Quando estudamos a indisponibilidade do interesse público, devemos entendê-la de


maneira bastante ampla. Não somente no sentido monetário. Aquele exemplo de licença
para construir é também exemplo da indisponibilidade do interesse público.

Essa faceta do regime jurídico administrativo traz as sujeições da Administração


Pública. Ser impessoal, moral, eficiente, transparente e agir conforme autorizado em lei
são algumas das várias limitações impostas à Administração.

O gestor público administra bens de todos, da coletividade e, assim, não pode, por
exemplo, alienar um imóvel público sem que haja autorização em lei (a exigência de
autorização está, inclusive, expressa no art. 17 da Lei nº 8.666/1993 – Lei de
Licitações).

O princípio da indisponibilidade do interesse público já foi interpretado de maneira mais


rígida, proibindo-se, por exemplo, a celebração de acordo pelo Poder Público em juízo.
Porém, atualmente, podem ser apontadas algumas ponderações a esse princípio,
permitindo um alcance mais flexível de seu conteúdo.

Veja, por exemplo, o parágrafo único do art. 10 da Lei nº 10.259/2001 (Lei dos Juizados
Especiais Federais – JEF), que assim dispõe:

Os representantes judiciais da União, autarquias, fundações e empresas públicas


federais, bem como os indicados na forma do caput, ficam autorizados a conciliar,
transigir ou desistir, nos processos da competência dos Juizados Especiais Federais.

Muitos podem interpretar tal dispositivo como uma mitigação do princípio da


indisponibilidade do interesse público. Ora, o dispositivo não autoriza renúncia. Permite
conciliar, transigir ou desistir. Veja que a conciliação e a transação facilmente podem
atender ao interesse público. Estando em juízo o advogado público e verificando que a
Administração agiu de maneira imperita, por exemplo, não seria mais interessante uma
conciliação, cujo resultado poderia ser muito melhor do que aquele esperado na
condenação? Ou mesmo a desistência, que está no plano processual e não impede nova
propositura da demanda. Dela difere a renúncia da ação, que afeta o plano material e
impede nova propositura da ação. A lei não permite renúncia.

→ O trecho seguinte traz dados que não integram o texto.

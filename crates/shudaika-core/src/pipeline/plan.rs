use std::collections::HashSet;
use std::path::{Path, PathBuf};

use shudaika_api::models::{CatalogAnime, Theme, ThemeEntry, Video};

use super::SyncConfig;
use crate::models::{DesiredFile, LibraryItem, OutputAxis};
use crate::scorer::{self, CandidateFilter};

/// Everything the sync wants for one library entry.
#[derive(Debug, Clone)]
pub struct EntryPlan {
    pub item_id: i64,
    pub name: String,
    pub audio_dir: PathBuf,
    pub video_dir: PathBuf,
    /// Lowercased theme slugs of the catalog entry, used to recognize our files.
    pub theme_slugs: Vec<String>,
    pub desired: Vec<DesiredFile>,
}

impl EntryPlan {
    pub fn is_desired(&self, path: &Path) -> bool {
        self.desired.iter().any(|f| f.target_path == path)
    }
}

/// File stem shared by the audio and video outputs of one entry, e.g. `OP1v2`.
pub fn base_name(theme: &Theme, entry: &ThemeEntry) -> String {
    let stem = theme.file_stem();
    if entry.version > 1 {
        format!("{stem}v{}", entry.version)
    } else {
        stem.to_string()
    }
}

pub fn target_file_name(base: &str, axis: OutputAxis) -> String {
    match axis {
        OutputAxis::Video => format!("{base}-video.{}", axis.extension()),
        OutputAxis::Audio => format!("{base}.{}", axis.extension()),
    }
}

/// Where the bytes for an output come from.
pub fn source_url(video: &Video, axis: OutputAxis) -> &str {
    match axis {
        OutputAxis::Video => &video.link,
        OutputAxis::Audio => video.audio_link.as_deref().unwrap_or(&video.link),
    }
}

/// Pick the files to keep for `item` from its catalog entry.
pub fn plan_entry(item: &LibraryItem, anime: &CatalogAnime, config: &SyncConfig) -> EntryPlan {
    let audio_dir = item.path.join(&config.audio_dir);
    let video_dir = item.path.join(&config.video_dir);

    let mut seen = HashSet::new();
    let mut desired = Vec::new();

    for &axis in OutputAxis::ALL {
        let policy = config.policy(item.kind, axis);
        if !policy.is_enabled() {
            continue;
        }
        let dir = if axis.is_video() {
            &video_dir
        } else {
            &audio_dir
        };
        let candidates = scorer::scored_candidates(&anime.themes, CandidateFilter::from(policy));

        for c in candidates.into_iter().take(policy.max_themes as usize) {
            let target_path = dir.join(target_file_name(&base_name(c.theme, c.entry), axis));
            if !seen.insert(target_path.clone()) {
                continue;
            }
            desired.push(DesiredFile {
                target_path,
                source_url: source_url(c.video, axis).to_string(),
                is_video: axis.is_video(),
                volume: policy.clamped_volume(),
            });
        }
    }

    EntryPlan {
        item_id: item.id,
        name: item.name.clone(),
        audio_dir,
        video_dir,
        theme_slugs: anime.theme_slugs(),
        desired,
    }
}
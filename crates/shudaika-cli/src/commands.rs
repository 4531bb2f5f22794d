use std::path::Path;
use std::time::Instant;

use tokio_util::sync::CancellationToken;
use tracing::{info, warn};

use shudaika_api::anilist::AniListClient;
use shudaika_api::animethemes::AnimeThemesClient;
use shudaika_api::rate_limit::RateLimiter;
use shudaika_api::traits::ThemeCatalog;
use shudaika_core::config::AppConfig;
use shudaika_core::encoder::Encoder;
use shudaika_core::error::CoreError;
use shudaika_core::fetcher::HttpFetcher;
use shudaika_core::models::{LibraryItem, MediaKind, OutputAxis, ProviderIds};
use shudaika_core::pipeline::{self, SyncConfig, SyncPhase, ThemeSync};
use shudaika_core::resolver::MediaResolver;
use shudaika_core::scorer::{self, CandidateFilter};
use shudaika_core::storage::Storage;

use crate::cli::{ConfigCommand, LibraryCommand, SyncArgs};
use crate::error::CliError;

/// The HTTP clients every network command shares.
struct Services {
    http: reqwest::Client,
    anilist: AniListClient,
    animethemes: AnimeThemesClient,
}

impl Services {
    fn new(config: &AppConfig) -> Result<Self, CliError> {
        let services = &config.services;
        let http = reqwest::Client::builder()
            .user_agent(&services.user_agent)
            .build()?;

        let anilist = AniListClient::new(
            http.clone(),
            RateLimiter::with_initial_quota("anilist", services.initial_quota),
        )
        .with_endpoint(&services.anilist_url);

        let animethemes = AnimeThemesClient::with_base_url(
            http.clone(),
            RateLimiter::with_initial_quota("animethemes", services.initial_quota),
            &services.animethemes_url,
        )?;

        Ok(Self {
            http,
            anilist,
            animethemes,
        })
    }
}

fn open_storage() -> Result<Storage, CliError> {
    let path = AppConfig::ensure_db_path()?;
    Ok(Storage::open(&path)?)
}

pub async fn sync(config: &AppConfig, args: &SyncArgs) -> Result<(), CliError> {
    let mut sync_config = SyncConfig::from(config);
    sync_config.force_redownload |= args.force;
    sync_config.delete_unwanted |= args.delete;
    if let Some(n) = args.concurrency {
        sync_config.max_concurrent_downloads = usize::from(n);
    }

    let storage = open_storage()?;
    let services = Services::new(config)?;
    let runner = ThemeSync::new(
        services.anilist,
        services.animethemes,
        HttpFetcher::new(services.http),
        Encoder::new(config.general.encoder_path.clone()),
        sync_config,
    );

    let cancel = CancellationToken::new();
    tokio::spawn({
        let cancel = cancel.clone();
        async move {
            if tokio::signal::ctrl_c().await.is_ok() {
                warn!("Ctrl+C received, finishing in-flight work");
                cancel.cancel();
            }
        }
    });

    let mut progress = runner.progress();
    let reporter = tokio::spawn(async move {
        let mut last_phase = SyncPhase::Idle;
        let mut last_decile = 0;
        while progress.changed().await.is_ok() {
            let p = *progress.borrow_and_update();
            if p.phase != last_phase || p.percent / 10 > last_decile {
                info!(phase = %p.phase, percent = p.percent, "Progress");
                last_phase = p.phase;
                last_decile = p.percent / 10;
            }
        }
    });

    let started = Instant::now();
    let summary = runner.run(&storage, &cancel).await?;
    drop(runner);
    let _ = reporter.await;

    println!(
        "Entries:     {} ({} resolved, {} skipped)",
        summary.entries, summary.resolved, summary.skipped
    );
    println!(
        "Theme files: {} wanted, {} queued",
        summary.desired, summary.queued
    );
    println!(
        "Downloads:   {} placed ({} unprocessed), {} failed, {} cancelled",
        summary.downloads.downloaded,
        summary.downloads.raw_fallbacks,
        summary.downloads.failed,
        summary.downloads.cancelled
    );
    if summary.deleted > 0 {
        println!("Removed:     {}", summary.deleted);
    }
    println!("Elapsed:     {:.1}s", started.elapsed().as_secs_f32());
    if summary.cancelled {
        println!("Sync was cancelled; completed files were kept.");
    }
    Ok(())
}

pub async fn search(config: &AppConfig, title: &str, year: Option<i32>) -> Result<(), CliError> {
    let services = Services::new(config)?;
    let resolver = MediaResolver::new(services.anilist);
    let ids = resolver.search_media(title, year).await;

    if ids.is_empty() {
        println!("No match for \"{title}\"");
        return Ok(());
    }
    println!("AniList: {}", fmt_id(ids.anilist));
    println!("MAL:     {}", fmt_id(ids.mal));
    Ok(())
}

pub async fn themes(
    config: &AppConfig,
    slug: &str,
    movie: bool,
    video: bool,
) -> Result<(), CliError> {
    let services = Services::new(config)?;
    let Some(anime) = services.animethemes.get_by_slug(slug).await else {
        return Err(CliError::InvalidArgument(format!(
            "no catalog entry for slug `{slug}`"
        )));
    };

    let kind = if movie {
        MediaKind::Movie
    } else {
        MediaKind::Series
    };
    let axis = if video {
        OutputAxis::Video
    } else {
        OutputAxis::Audio
    };
    let sync_config = SyncConfig::from(config);
    let policy = sync_config.policy(kind, axis);

    println!(
        "{} ({}): {kind} {axis}, keeping {}",
        anime.name,
        anime.slug,
        policy.max_themes.max(0)
    );
    let candidates = scorer::scored_candidates(&anime.themes, CandidateFilter::from(policy));
    if candidates.is_empty() {
        println!("  no eligible themes");
    }
    for (i, c) in candidates.iter().enumerate() {
        let marker = if (i as i32) < policy.max_themes {
            "*"
        } else {
            " "
        };
        let target = pipeline::target_file_name(&pipeline::base_name(c.theme, c.entry), axis);
        println!(
            "{marker} {:>3}  {:<22} {}",
            c.score,
            target,
            pipeline::source_url(c.video, axis)
        );
    }
    Ok(())
}

pub fn library(command: &LibraryCommand) -> Result<(), CliError> {
    let storage = open_storage()?;
    match command {
        LibraryCommand::Add {
            path,
            name,
            year,
            movie,
        } => {
            let name = match name {
                Some(n) => n.clone(),
                None => folder_name(path)?,
            };
            let item = LibraryItem {
                id: 0,
                name,
                year: *year,
                path: path.clone(),
                kind: if *movie {
                    MediaKind::Movie
                } else {
                    MediaKind::Series
                },
                enabled: true,
                ids: ProviderIds::default(),
                updated_at: Default::default(),
            };
            let id = storage.insert_item(&item)?;
            println!("Added #{id}: {} ({})", item.name, item.kind);
        }
        LibraryCommand::List => {
            let items = storage.all_items()?;
            if items.is_empty() {
                println!("Library is empty. Add folders with `shudaika library add <path>`.");
            }
            for item in items {
                println!(
                    "{:>4} {} {:<6} {:<40} {:>4}  anilist={} slug={}  {}",
                    item.id,
                    if item.enabled { "+" } else { "-" },
                    item.kind.as_str(),
                    item.name,
                    item.year.map(|y| y.to_string()).unwrap_or_default(),
                    fmt_id(item.ids.anilist),
                    item.ids.slug().unwrap_or("-"),
                    item.path.display()
                );
            }
        }
        LibraryCommand::Remove { id } => {
            storage.delete_item(*id)?;
            println!("Removed #{id}");
        }
        LibraryCommand::Enable { id } => {
            storage.set_enabled(*id, true)?;
            println!("Enabled #{id}");
        }
        LibraryCommand::Disable { id } => {
            storage.set_enabled(*id, false)?;
            println!("Disabled #{id}");
        }
    }
    Ok(())
}

pub fn config(config: &AppConfig, command: &ConfigCommand) -> Result<(), CliError> {
    match command {
        ConfigCommand::Path => println!("{}", AppConfig::config_path().display()),
        ConfigCommand::Show => {
            let text = toml::to_string_pretty(config)
                .map_err(|e| CoreError::Config(e.to_string()))?;
            print!("{text}");
        }
    }
    Ok(())
}

fn folder_name(path: &Path) -> Result<String, CliError> {
    path.file_name()
        .map(|n| n.to_string_lossy().into_owned())
        .filter(|n| !n.trim().is_empty())
        .ok_or_else(|| {
            CliError::InvalidArgument(format!("cannot derive a title from {}", path.display()))
        })
}

fn fmt_id(id: Option<u64>) -> String {
    id.map(|v| v.to_string()).unwrap_or_else(|| "-".into())
}

#[cfg(test)]
mod tests {
    use super::*;

    #[test]
    fn test_folder_name() {
        assert_eq!(
            folder_name(Path::new("/media/anime/Kanon (2006)")).unwrap(),
            "Kanon (2006)"
        );
        assert!(folder_name(Path::new("/")).is_err());
    }

    #[test]
    fn test_fmt_id() {
        assert_eq!(fmt_id(Some(5)), "5");
        assert_eq!(fmt_id(None), "-");
    }
}
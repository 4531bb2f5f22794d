use crate::error::CoreError;
use crate::models::{LibraryItem, ProviderIds};

/// Source of the folders a sync runs over.
///
/// Implementations hand out only enabled entries and persist whatever
/// provider identifiers the sync resolves, so later runs skip the lookups.
pub trait MediaLibrary {
    fn entries(&self) -> Result<Vec<LibraryItem>, CoreError>;

    fn set_provider_ids(&self, item_id: i64, ids: &ProviderIds) -> Result<(), CoreError>;
}
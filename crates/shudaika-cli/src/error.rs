use shudaika_api::animethemes::AnimeThemesError;
use shudaika_core::error::CoreError;

#[derive(Debug, thiserror::Error)]
pub enum CliError {
    #[error(transparent)]
    Core(#[from] CoreError),

    #[error("theme catalog: {0}")]
    Catalog(#[from] AnimeThemesError),

    #[error("HTTP client: {0}")]
    Http(#[from] reqwest::Error),

    #[error("{0}")]
    InvalidArgument(String),
}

Há alguns anos têm despontado, também, acaloradas discussões sobre a possibilidade de


arbitragem no âmbito da Administração Pública, havendo vigorosa doutrina no sentido
de que tal instituto violaria a indisponibilidade do interesse público, já que entre seus
pressupostos está a disponibilidade do Direito.

Gradativamente, o legislador foi inserindo a técnica da arbitragem para a Administração


Pública, a exemplo da Lei nº 11.079/2004 (arbitragem para os contratos das parcerias
público-privadas) e  da  Lei  nº  11.196/2005,  que  acrescentou  o  art.  23-A à Lei nº
8.987/1995 e passou a prever arbitragem para os contratos de concessões comuns.

Veja que as previsões eram específicas para os contratos de parceria público-privada e


concessões comuns.

Todavia, em 2015, a Lei nº 13.129 alterou a Lei nº 9.307/1996 (que dispõe sobre
arbitragem) e foi adicionada ao art. 1º, § 1º, de maneira genérica, a possibilidade de as
Administrações Públicas direta e indireta utilizarem-se da arbitragem para dirimir
conflitos relativos a direitos patrimoniais disponíveis, desde que seja de direito, não
permitindo a arbitragem de equidade para a Administração Pública.

Enfim, a Lei nº 13.140/2015 dispõe sobre a mediação entre particulares como meio de
solução de controvérsias e sobre a autocomposição de conflitos no âmbito da
Administração Pública.

O Novo Código de Processo Civil (NCPC) segue a linha e trata sobre a solução
consensual de conflitos no âmbito administrativo (art. 174 do CPC).